Above all, he was very aware of the unique biospheric impact of one particular species: homo sapiens.
Long before he developed his views on the biosphere, Vernadsky’s practical work as a geologist made him aware of the destructive effects of extractive industries on the environment. In 1913, for example, after visiting the nickel and cobalt mines in Sudbury, Ontario, he wrote home to his wife:
“This new technology — American technology — which has given so much to mankind, has its dark side. Here we see it in everything: a beautiful land has been made ugly, the forest burned out; for tens of miles the land turned into a wasteland, all plant life poisoned and burned out, and all of this in order to achieve a single goal: the quick mining of nickel.”[14]
After the revolution, he and two of his former students convinced the Bolshevik government to ban mining and other commercial activity in a geologically significant region of the southern Urals. On May 4, 1920, Lenin signed a decree establishing that area as the first territory anywhere in the world to be protected for scientific study.[15]
In the 1920s, Vernadsky began to consider whether intelligent matter (humans) might be overwhelming the impact of the rest of living matter. In his 1926 book The Biosphere, he noted that human intelligence had enabled the species to “reach places that are inaccessible to any other living organisms,” which made it difficult to determine what the limits of the biosphere might be.[16] What’s more, humanity was making unprecedented changes in the “film of life” that covers the land.
“Civilized humanity has introduced changes into the structure of the film on land which have no parallel in the hydrosphere. These changes are a new phenomenon in geological history, and have chemical effects yet to be determined. One of the principal changes is the systematic destruction during human history of forests, the most powerful parts of the film.”[17]
More research into biogeochemical cycles made it evident that economic activity was changing the global metabolism in measurable ways. This passage, from an essay Vernadsky wrote in the 1930s on the carbon cycle, has a very modern feel.
“The release of carbonic acid [carbon dioxide] by Man in the process of his technical work is considered biogenic, such as the release occurring in factory furnaces, calcinating lime, fermentation, and in many other processes. Is a very interesting and characteristic fact in the history of carbon that the quantity of carbonic acid released by mankind in this way increases with the progress of civilization. It has already reached such an order that it must be taken into account in the geochemical history of the biosphere.

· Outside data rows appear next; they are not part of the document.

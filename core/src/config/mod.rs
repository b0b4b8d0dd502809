use crate::agent::{AgentConfig, ConflictPolicy};
use anyhow::{Context, Result};
use serde::{Deserialize, Serialize};
use std::path::PathBuf;

const NANOAGENTS_DIR: &str = ".nanoagents";
const API_KEY_ENV_VARS: &[&str] = &["NANOAGENTS_API_KEY", "OPENAI_API_KEY"];

#[derive(Debug, Clone, Serialize, Deserialize)]
#[serde(default)]
pub struct Config {
    pub api_key: String,
    pub base_url: String,
    pub model: String,
    pub temperature: f64,
    pub max_steps: usize,
    pub include_builtin_tools: bool,
    pub conflict_policy: ConflictPolicy,
    pub log_level: String,
    #[serde(skip)]
    pub workspace_dir: PathBuf,
}

impl Default for Config {
    fn default() -> Self {
        Config {
            api_key: String::new(),
            base_url: "https://api.openai.com/v1".to_string(),
            model: "gpt-4o-mini".to_string(),
            temperature: 0.7,
            max_steps: 5,
            include_builtin_tools: true,
            conflict_policy: ConflictPolicy::default(),
            log_level: "info".to_string(),
            workspace_dir: get_nanoagents_dir().join("workspace"),
        }
    }
}

pub fn get_nanoagents_dir() -> PathBuf {
    let home = std::env::var("HOME").unwrap_or_else(|_| ".".to_string());
    PathBuf::from(home).join(NANOAGENTS_DIR)
}

pub fn get_config_path() -> PathBuf {
    get_nanoagents_dir().join("config.toml")
}

pub fn ensure_nanoagents_dir() -> Result<PathBuf> {
    let dir = get_nanoagents_dir();

    if !dir.exists() {
        std::fs::create_dir_all(&dir).with_context(|| {
            format!("Failed to create nanoagents directory at {}", dir.display())
        })?;
    }

    Ok(dir)
}

impl Config {
    pub fn load_or_init() -> Result<Self> {
        let mut config = if config_exists() {
            load_config()?
        } else {
            Config::default()
        };
        config.apply_env_overrides();
        Ok(config)
    }

    pub fn from_toml(content: &str) -> Result<Self> {
        let mut config: Config = toml::from_str(content).context("Failed to parse config")?;
        config.workspace_dir = get_nanoagents_dir().join("workspace");
        Ok(config)
    }

    /// The first non-empty API key variable wins over the file value.
    pub fn apply_env_overrides(&mut self) {
        if let Some(key) = API_KEY_ENV_VARS
            .iter()
            .filter_map(|var| std::env::var(var).ok())
            .find(|key| !key.trim().is_empty())
        {
            self.api_key = key;
        }
    }

    pub fn agent_config(&self) -> AgentConfig {
        AgentConfig::new(self.max_steps)
            .with_builtin_tools(self.include_builtin_tools)
            .with_workspace(self.workspace_dir.clone())
            .with_conflict_policy(self.conflict_policy)
    }
}

pub fn load_config() -> Result<Config> {
    let config_path = get_config_path();

    let content = std::fs::read_to_string(&config_path).map_err(|e| {
        if e.kind() == std::io::ErrorKind::NotFound {
            anyhow::anyhow!(
                "Config file not found. Run 'nanoagents init' to set up your configuration."
            )
        } else {
            anyhow::anyhow!("Failed to read config from {}: {}", config_path.display(), e)
        }
    })?;

    Config::from_toml(&content)
        .with_context(|| format!("Failed to load config from {}", config_path.display()))
}

pub fn save_config(config: &Config) -> Result<()> {
    ensure_nanoagents_dir()?;

    let config_path = get_config_path();
    let content =
        toml::to_string_pretty(config).with_context(|| "Failed to serialize config to TOML")?;

    std::fs::write(&config_path, content)
        .with_context(|| format!("Failed to write config to {}", config_path.display()))?;

    Ok(())
}

pub fn config_exists() -> bool {
    get_config_path().exists()
}
//! Command handlers.

pub(crate) mod import;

“Thus, according to A. Krogh’s calculations, the quantity of carbonic acid released by the consumption of coal reached 7×108 tons in 1904, and rose to 1×109 tons in 1919 (F. Clarke). This amounts to as much as 0.05% of the entire mass of carbonic acid existing in the atmosphere. Such an increase acquires the status of an important geochemical phenomenon. In this way, civilized Man breaks the established terrestrial balance. With the civilization of Homo sapiens, a new geological power has appeared….”[18]
Entering the Noösphere
In the 1930s, Vernadsky concluded human activity was creating a new planetary envelope that he dubbed the Noösphere (pronounced no-osphere), from nous, the ancient Greek word for mind or intelligence. He borrowed the word from Pierre Teilhard de Chardin, a Jesuit priest and geologist he met in the 1920s in Paris.
That borrowing has been a source of confusion, since the two men defined the word in radically differently ways. Teilhard, a Catholic mystic, defined the Noösphere as the spiritual realm that humanity would achieve when it evolved out of the material world, out of the biosphere — the “omega point” where humans would meet Christ. Vernadsky, an atheist and materialist (he called himself a “cosmic realist”) viewed the Noösphere as the part of the Biosphere that was being physically transformed by human activity. So it’s important, when the word appears, to determine which version the writer means, or if the writer is even aware of the deep difference.
Vernadsky’s most complete account of the Noösphere was a chapter in his unfinished book Scientific Thought as a Planetary Phenomenon. The new envelope, he wrote, began to take form with the invention of agriculture, which “radically transforms nature … clearing the land from other living organisms.”
“You might say that within the last five to seven thousand years the continuous creation of the Noösphere has proceeded apace, ever increasing in tempo, and that the increase of the cultural biogeochemical energy of mankind is advancing steadily without fundamental regression, albeit with interruptions continually diminishing in duration. There is a growing understanding that this increase has no insurmountable limits, that it is an elemental geological process.”[19]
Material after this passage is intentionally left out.